Four Italian heritage achievements to receive Europe’s top Heritage Awards in Rome
- Monday, 14 November, 2016
- National Roman Museum of the Diocletian Baths (Aula X), Rome, Italy
- programme events
Four Italian winners of EU Prize for Cultural Heritage / Europa Nostra Award 2016 will be celebrated at a ceremony in Rome on 14 November 2016. The event will be held at the National Roman Museum of the Diocletian Baths (Aula X) from 16:00 to 20:00.
The projects include the rehabilitation of the Baths of Diocletian, the research project Granaries of memory, Mrs. Giulia Maria-Crespi who has devoted her life to protect Italy’s cultural heritage, and the educational programme Apprendisti ciceroni. They were included among the 28 prize winners of European Union Prize for Cultural Heritage / Europa Nostra Awards 2016.
Dario Franceschini, Italian Minister of Cultural Heritage, Silvia Costa, Chair of the Committee on Culture and Education of the European Parliament, Androulla Vassiliou, Vice-President of Europa Nostra and former European Commissioner for Culture, high-level representatives from the European Commission's Representation in Italy, Europa Nostra and Italia Nostra and many heritage professionals will attend.

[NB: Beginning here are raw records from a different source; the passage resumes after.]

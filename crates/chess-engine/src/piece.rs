//! Pieces owned by a [`Board`](crate::Board).

use chess_core::{Color, PieceKind, Square};

use crate::Bitboard;

/// Stable handle to a piece in a board's piece arena.
///
/// Ids survive apply/reverse: the piece that moves in a [`Move`](crate::Move)
/// is the same id after the move is reversed, including a pawn that
/// promoted in between.
#[derive(Debug, Clone, Copy, PartialEq, Eq, Hash, PartialOrd, Ord)]
pub struct PieceId(pub(crate) u16);

impl PieceId {
    /// Returns the arena index.
    #[inline]
    pub const fn index(self) -> usize {
        self.0 as usize
    }
}

/// A piece with its movement state and cached attack set.
#[derive(Debug, Clone, PartialEq, Eq)]
pub struct Piece {
    pub(crate) kind: PieceKind,
    pub(crate) color: Color,
    pub(crate) square: Square,
    pub(crate) has_moved: bool,
    /// Ply on which this pawn advanced two squares.
    pub(crate) two_step_ply: Option<u32>,
    pub(crate) attacks: Bitboard,
}

impl Piece {
    pub(crate) const fn new(kind: PieceKind, color: Color, square: Square) -> Self {
        Piece {
            kind,
            color,
            square,
            has_moved: false,
            two_step_ply: None,
            attacks: Bitboard::EMPTY,
        }
    }

    #[inline]
    pub const fn kind(&self) -> PieceKind {
        self.kind
    }

    #[inline]
    pub const fn color(&self) -> Color {
        self.color
    }

    /// The square this piece stands on. For a captured piece, or a pawn that
    /// has been replaced by its promotion, the square it last occupied.
    #[inline]
    pub const fn square(&self) -> Square {
        self.square
    }

    #[inline]
    pub const fn has_moved(&self) -> bool {
        self.has_moved
    }

    /// The ply on which this pawn made its two-square advance, if it did.
    #[inline]
    pub const fn two_step_ply(&self) -> Option<u32> {
        self.two_step_ply
    }

    /// Squares this piece currently attacks, own-occupied squares included.
    #[inline]
    pub const fn attacked_squares(&self) -> Bitboard {
        self.attacks
    }

    #[inline]
    pub const fn is_slider(&self) -> bool {
        self.kind.is_slider()
    }

    /// Returns the FEN letter for this piece.
    pub const fn fen_char(&self) -> char {
        self.kind.to_fen_char(self.color)
    }
}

In addition to the award ceremony, a debate will take place on the value of heritage and its positive impact on Europe’s economy, culture, society and environment, building on the results of the project Cultural Heritage Counts for Europe, which will be presented in Italy for the first time. The project was supported under the EU Culture programme 2007-2014.
THE ITALIAN WINNERS OF THE 2016 EU PRIZE FOR CULTURAL HERITAGE / EUROPA NOSTRA AWARDS
THE DIOCLETIAN BATHS: CHARTERHOUSE AND OPEN-AIR POOL, ROME (CATEGORY CONSERVATION)
The Baths of Diocletian were built between 298CE and 306CE in honour of the Roman Emperor Diocletian. They were the largest and most impressive of the imperial baths and could accommodate an estimated three thousand people. As time passed, the site has been damaged and suffered from structural problems, which led to its closure to the public for safety reasons.
Thanks to the renovation project, an important part of the cultural heritage of Rome has reopened to the public.
'GRANARIES OF MEMORY’, BRA (CATEGORY RESEARCH)
Granaries of Memory draws on the oral history of local communities, especially related to the intangible heritage of food culture in Italy. Professional researchers from the University of Gastronomic Sciences in northern Italy conducted over 1,000 interviews in various communities to capture people’s memories of food and the regional cuisine as well as on the lifestyle surrounding its production and preparation. These interviews were recorded and are available to the public online in video format.
MRS GIULIA MARIA CRESPI, MILAN GRAND PRIX (CATEGORY DEDICATED SERVICE)
The 93 years old, Mrs Giulia Maria Crespi, has devoted her life to defend Italy’s cultural heritage. In 1975 Mrs. Crespi co-founded FAI - Fondo Ambiente Italiano (Italian Environment Fund), a non-profit organisation which aims to save, to protect, to restore and open to the public Italy's artistic and natural heritage. Until 2010 she served tirelessly as the leader of the organisation. With her strong personality and leadership, Mrs Crespi has had a direct influence on policy- and decision-making with regard to cultural heritage in Italy. Her many achievements serve as a legacy for present and future generations.
CULTURAL HERITAGE EDUCATION PROGRAMME: 'APPRENDISTI CICERONI', MILAN (CATEGORY EDUCATION, TRAINING AND AWARENESS-RAISING)
The cultural heritage education programme Apprendisti Ciceroni is a well-established programme that instills in young people an awareness of the value of the artistic, cultural and natural heritage in Italy. Students aged 14-19 years old are given the opportunity to study one or more important heritage sites in their region and to present them as tour guides to the public during special events organised by the non-profit organisation FAI- Fondo Ambiente Italiano. In preparation, students engage in training activities which take place both in the classroom and outside in the field.
CULTURAL HERITAGE COUNTS FOR EUROPE
The EU-funded project Cultural Heritage Counts for Europe aims to raise greater awareness about the many benefits of cultural heritage for Europe’s economy, society, culture and environment. It also presents strategic recommendations on how to tap into heritage's full potential. It was carried out from 2013 to 2015 and culminated in the publication of the report Cultural Heritage Counts for Europe which demonstrates that heritage creates jobs, encourages investment and can improve social cohesion.